24 Apr 2017 ADVANCED ANALYTICS: TABLEAU + PYTHON
Tableau has released TabPy, Tableau Python Server, an API that enables Python code evaluation within Tableau. Thanks to TabPy, you can create calculated fields using Python code in Tableau 10.2. As significant as the R connection with Tableau 8.1, now Python lovers will be able to leverage all the power of advanced analytics and visualize the results. Python is a widely used general-purpose programming language, and a large number of Python libraries are available to perform statistical analysis, predictive models or machine learning algorithms. Tableau and Python are a perfect match, a dream team for any data scientist. Here at ClearPeaks we are convinced that connecting TabPy with Tableau is one of the best approaches for predictive analytics. So how does this new feature work? We are already working with this technology, and are proud to offer a demonstration of Python code running within a Tableau environment. In this article you will learn how to connect Tableau with TabPy; just follow the example to see how to use this new feature and you´ll be ready to start your own journey in this new advanced data analytics environment. Prerequisites:
• | Tableau Desktop 10.2 |
• | TabPy (Tableau Python Server) |
• | Anaconda Navigator |
1. Installing and setting up Anaconda Navigator
Anaconda is the leading open data science platform powered by Python, whose open source version is a high performance distribution of Python and R, and includes over 100 of the most popular Python, R and Scala packages for data science. Download Anaconda Navigator, Python 2.7 and 64-bit version here. TabPy is only supported in a Python 2.7 environment. Install Anaconda Navigator with the default options in the installation set-up.

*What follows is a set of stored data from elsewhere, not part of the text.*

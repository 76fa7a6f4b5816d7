//! Customer DTOs. Customer ids are caller-chosen short codes (the classic
//! four-letter kind), not assigned by the responder.

use serde::{Deserialize, Serialize};

/// A customer record as stored and returned by the customers responder.
#[derive(Debug, Clone, PartialEq, Serialize, Deserialize)]
pub struct Customer {
    pub customer_id: String,
    #[serde(default, skip_serializing_if = "Option::is_none")]
    pub contact_name: Option<String>,
    #[serde(default, skip_serializing_if = "Option::is_none")]
    pub city: Option<String>,
    #[serde(default, skip_serializing_if = "Option::is_none")]
    pub country: Option<String>,
}

/// Payload for `customers.createCustomer`; the id comes from the caller.
#[derive(Debug, Clone, PartialEq, Serialize, Deserialize)]
pub struct NewCustomer {
    pub customer_id: String,
    #[serde(default)]
    pub contact_name: Option<String>,
    #[serde(default)]
    pub city: Option<String>,
    #[serde(default)]
    pub country: Option<String>,
}

impl From<NewCustomer> for Customer {
    fn from(new: NewCustomer) -> Self {
        Self {
            customer_id: new.customer_id,
            contact_name: new.contact_name,
            city: new.city,
            country: new.country,
        }
    }
}

/// Partial update; absent fields keep their current value.
#[derive(Debug, Clone, Default, PartialEq, Serialize, Deserialize)]
#[serde(default)]
pub struct CustomerPatch {
    pub contact_name: Option<String>,
    pub city: Option<String>,
    pub country: Option<String>,
}

impl CustomerPatch {
    /// True when the patch changes nothing.
    pub fn is_empty(&self) -> bool {
        self.contact_name.is_none() && self.city.is_none() && self.country.is_none()
    }
}

/// Payload for `customers.updateCustomer`.
#[derive(Debug, Clone, PartialEq, Serialize, Deserialize)]
pub struct UpdateCustomerRequest {
    pub id: String,
    pub patch: CustomerPatch,
}

impl Customer {
    /// Apply a patch in place. The id never changes.
    pub fn apply(&mut self, patch: &CustomerPatch) {
        if let Some(contact) = &patch.contact_name {
            self.contact_name = Some(contact.clone());
        }
        if let Some(city) = &patch.city {
            self.city = Some(city.clone());
        }
        if let Some(country) = &patch.country {
            self.country = Some(country.clone());
        }
    }
}
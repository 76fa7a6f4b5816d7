//! Customer routes, bridged onto the customers responder.
//!
//! The update and delete routes keep their verb-in-path shape
//! (`/customers/update/:id`, `/customers/delete/:id`); clients depend on it.

use axum::extract::{Path, Query, State};
use axum::http::StatusCode;
use axum::routing::{delete, get, patch, post};
use axum::{Json, Router};
use serde_json::json;
use shared_types::{
    subjects, Customer, CustomerPatch, NewCustomer, PageRequest, PageResult,
    UpdateCustomerRequest,
};

use crate::error::ApiError;
use crate::routes::{call, AppState};

pub fn router() -> Router<AppState> {
    Router::new()
        .route("/customers/findAll", get(find_all))
        .route("/customers/create", post(create))
        .route("/customers/:id", get(find_one))
        .route("/customers/update/:id", patch(update))
        .route("/customers/delete/:id", delete(remove))
}

async fn find_all(
    State(state): State<AppState>,
    Query(page): Query<PageRequest>,
) -> Result<Json<PageResult<Customer>>, ApiError> {
    let result = call(
        &state,
        subjects::CUSTOMERS_FIND_ALL,
        serde_json::to_value(page)?,
    )
    .await?;
    Ok(Json(result))
}

async fn create(
    State(state): State<AppState>,
    Json(body): Json<NewCustomer>,
) -> Result<(StatusCode, Json<Customer>), ApiError> {
    let customer = call(
        &state,
        subjects::CUSTOMERS_CREATE,
        serde_json::to_value(&body)?,
    )
    .await?;
    Ok((StatusCode::CREATED, Json(customer)))
}

async fn find_one(
    State(state): State<AppState>,
    Path(id): Path<String>,
) -> Result<Json<Customer>, ApiError> {
    // The find-one payload is the bare id string.
    let customer = call(&state, subjects::CUSTOMERS_FIND_ONE, json!(id)).await?;
    Ok(Json(customer))
}

async fn update(
    State(state): State<AppState>,
    Path(id): Path<String>,
    Json(patch): Json<CustomerPatch>,
) -> Result<Json<Customer>, ApiError> {
    let request = UpdateCustomerRequest { id, patch };
    let customer = call(
        &state,
        subjects::CUSTOMERS_UPDATE,
        serde_json::to_value(&request)?,
    )
    .await?;
    Ok(Json(customer))
}

/// Returns the removed record, mirroring the other write routes.
async fn remove(
    State(state): State<AppState>,
    Path(id): Path<String>,
) -> Result<Json<Customer>, ApiError> {
    let customer = call(&state, subjects::CUSTOMERS_DELETE, json!(id)).await?;
    Ok(Json(customer))
}
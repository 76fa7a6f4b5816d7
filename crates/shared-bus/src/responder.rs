//! Responder side of the request/reply contract.
//!
//! A responder subscribes to a fixed set of subjects and answers every
//! decodable request it receives with exactly one reply envelope, error
//! payloads included. Conditions the responder can detect (bad payload,
//! missing record, internal failure) must surface as error replies rather
//! than silence, because silence costs the caller a full timeout.

use std::sync::Arc;

use async_trait::async_trait;
use futures::stream::select_all;
use futures::StreamExt;
use serde_json::Value;
use tracing::{debug, error, info, instrument, warn};

use shared_types::{ReplyEnvelope, ReplyError, RequestEnvelope};

use crate::error::BusError;
use crate::message::BusMessage;
use crate::transport::BusConnection;

/// Domain logic behind one responder process.
#[async_trait]
pub trait SubjectHandler: Send + Sync {
    /// Subjects this responder answers on.
    fn subjects(&self) -> &[&str];

    /// Handle one request payload. The returned value (or error) becomes the
    /// reply envelope; implementations decode `data` themselves and report
    /// undecodable payloads as [`ReplyError::invalid`].
    async fn handle(&self, subject: &str, data: Value) -> Result<Value, ReplyError>;
}

/// Subscribe to every subject of `handler` and answer requests until the
/// connection closes.
pub async fn serve(
    conn: Arc<dyn BusConnection>,
    handler: Arc<dyn SubjectHandler>,
) -> Result<(), BusError> {
    let mut subscriptions = Vec::with_capacity(handler.subjects().len());
    for subject in handler.subjects() {
        subscriptions.push(conn.subscribe(subject).await?);
    }
    info!(subjects = ?handler.subjects(), "Responder serving");

    let mut requests = select_all(subscriptions);
    while let Some(message) = requests.next().await {
        dispatch(conn.as_ref(), handler.as_ref(), message).await;
    }

    info!(subjects = ?handler.subjects(), "Responder stream ended");
    Ok(())
}

#[instrument(skip_all, fields(subject = %message.subject))]
async fn dispatch(conn: &dyn BusConnection, handler: &dyn SubjectHandler, message: BusMessage) {
    let Some(reply_to) = message.reply_to else {
        warn!("Request without reply subject dropped");
        return;
    };

    let request = match RequestEnvelope::from_bytes(&message.payload) {
        Ok(request) => request,
        Err(e) => {
            warn!(error = %e, "Undecodable request dropped");
            return;
        }
    };

    let id = request.id;
    debug!(correlation_id = %id, "Request received");

    let reply = match handler.handle(&message.subject, request.data).await {
        Ok(response) => ReplyEnvelope::ok(id, response),
        Err(err) => {
            debug!(correlation_id = %id, error = %err, "Replying with error");
            ReplyEnvelope::err(id, err)
        }
    };

    let bytes = match reply.to_bytes() {
        Ok(bytes) => bytes,
        Err(e) => {
            error!(correlation_id = %id, error = %e, "Reply payload does not encode");
            match ReplyEnvelope::err(id, ReplyError::internal("reply serialization failed"))
                .to_bytes()
            {
                Ok(bytes) => bytes,
                Err(_) => return,
            }
        }
    };

    if let Err(e) = conn.publish(BusMessage::new(reply_to, bytes)).await {
        warn!(correlation_id = %id, error = %e, "Reply publish failed");
    }
}
//! Product persistence.

use parking_lot::RwLock;
use shared_types::{NewProduct, PageRequest, PageResult, Product, ProductPatch};
use std::collections::BTreeMap;

/// Storage seam for the products responder.
///
/// Listing is ordered by product id; ids are assigned by the store and never
/// reused within its lifetime.
pub trait ProductStore: Send + Sync {
    fn create(&self, new: NewProduct) -> Product;

    fn list(&self, request: PageRequest) -> PageResult<Product>;

    fn find(&self, id: u64) -> Option<Product>;

    /// Applies the patch and returns the updated record, or `None` when the
    /// id is unknown.
    fn update(&self, id: u64, patch: &ProductPatch) -> Option<Product>;

    fn len(&self) -> usize;
}

struct ProductsInner {
    // BTreeMap keeps listing ordered by id without a sort on every page.
    products: BTreeMap<u64, Product>,
    next_id: u64,
}

/// Process-local product store.
pub struct InMemoryProductStore {
    inner: RwLock<ProductsInner>,
}

impl InMemoryProductStore {
    /// An empty store; ids start at 1.
    #[must_use]
    pub fn new() -> Self {
        Self {
            inner: RwLock::new(ProductsInner {
                products: BTreeMap::new(),
                next_id: 1,
            }),
        }
    }

    /// A store preloaded with a small demo catalog.
    #[must_use]
    pub fn seeded() -> Self {
        let store = Self::new();
        for (name, price, stock) in [
            ("Chai", 18.0, 39),
            ("Chang", 19.0, 17),
            ("Aniseed Syrup", 10.0, 13),
            ("Chef Anton's Cajun Seasoning", 22.0, 53),
            ("Grandma's Boysenberry Spread", 25.0, 120),
            ("Uncle Bob's Organic Dried Pears", 30.0, 15),
            ("Northwoods Cranberry Sauce", 40.0, 6),
            ("Mishi Kobe Niku", 97.0, 29),
        ] {
            store.create(NewProduct {
                product_name: name.to_string(),
                unit_price: price,
                units_in_stock: stock,
            });
        }
        store
    }
}

impl Default for InMemoryProductStore {
    fn default() -> Self {
        Self::new()
    }
}

impl ProductStore for InMemoryProductStore {
    fn create(&self, new: NewProduct) -> Product {
        let mut inner = self.inner.write();
        let id = inner.next_id;
        inner.next_id += 1;

        let product = Product {
            product_id: id,
            product_name: new.product_name,
            unit_price: new.unit_price,
            units_in_stock: new.units_in_stock,
        };
        inner.products.insert(id, product.clone());
        product
    }

    fn list(&self, request: PageRequest) -> PageResult<Product> {
        let request = request.normalized();
        let inner = self.inner.read();
        let data: Vec<Product> = inner
            .products
            .values()
            .skip(request.offset())
            .take(request.limit as usize)
            .cloned()
            .collect();
        PageResult::new(data, inner.products.len() as u64, request)
    }

    fn find(&self, id: u64) -> Option<Product> {
        self.inner.read().products.get(&id).cloned()
    }

    fn update(&self, id: u64, patch: &ProductPatch) -> Option<Product> {
        let mut inner = self.inner.write();
        let product = inner.products.get_mut(&id)?;
        product.apply(patch);
        Some(product.clone())
    }

    fn len(&self) -> usize {
        self.inner.read().products.len()
    }
}
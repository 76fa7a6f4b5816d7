//! Northgate gateway: the HTTP edge of the system.
//!
//! Translates REST-ish HTTP requests into correlated request/reply calls on
//! the message bus and maps the outcomes back onto statuses and JSON bodies.
//!
//! ```text
//!  HTTP client
//!      │ Bearer token (issued at login)
//!      ▼
//!  axum router ── auth guard ── handler
//!      │                          │ subject + JSON payload
//!      ▼                          ▼
//!            RpcClient ── pending-call table (correlation ids)
//!                │
//!                ▼
//!            message bus ──► responder crates (auth/products/customers)
//! ```
//!
//! A call either resolves with the responder's reply, fails with the
//! responder's distinguished error, or times out; the bus being down maps to
//! 502 and a silent responder to 504.

#![warn(clippy::all)]
#![deny(unsafe_code)]

pub mod config;
pub mod error;
pub mod middleware;
pub mod routes;
pub mod rpc;
pub mod service;

pub use config::{ConfigError, GatewayConfig};
pub use error::ApiError;
pub use middleware::{AuthLayer, Identity};
pub use routes::AppState;
pub use rpc::{CallError, RpcClient};
pub use service::{GatewayError, GatewayService};

/// Crate version
pub const VERSION: &str = env!("CARGO_PKG_VERSION");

Figure 1: Anaconda Navigator installation |
Once Anaconda Navigator has been installed we need to create a new enviroment: Click on “Create” and type “Tableau-Python-Server” in the environment name, then click “Create”.
Figure 2: Creating a new environment in Anaconda |
This new environment will be used when connecting Tableau with TabPy. We also need some packages in order to perform mathematical calculations, apply machine learning algorithms, plot, define dataframes, create predictive models or edit Python code. We’re going to install the required packages: “Numpy”, “scikit-learn”, “matplotlib”, “pandas”, “statsmodel” and “ipython”; search for the packages in the “Not Installed” window and install them all.
Figure 3: Installing Python Packages |
You can also download “Spyder”, a powerful Python IDE with advanced editing, interactive testing, debugging and introspection features, to try your Python code before using it in Tableau calculated fields. Go to the Home tab of Anaconda Navigator, and select the created environment “Tableau-Python-Server”; you can install “Spyder” from there.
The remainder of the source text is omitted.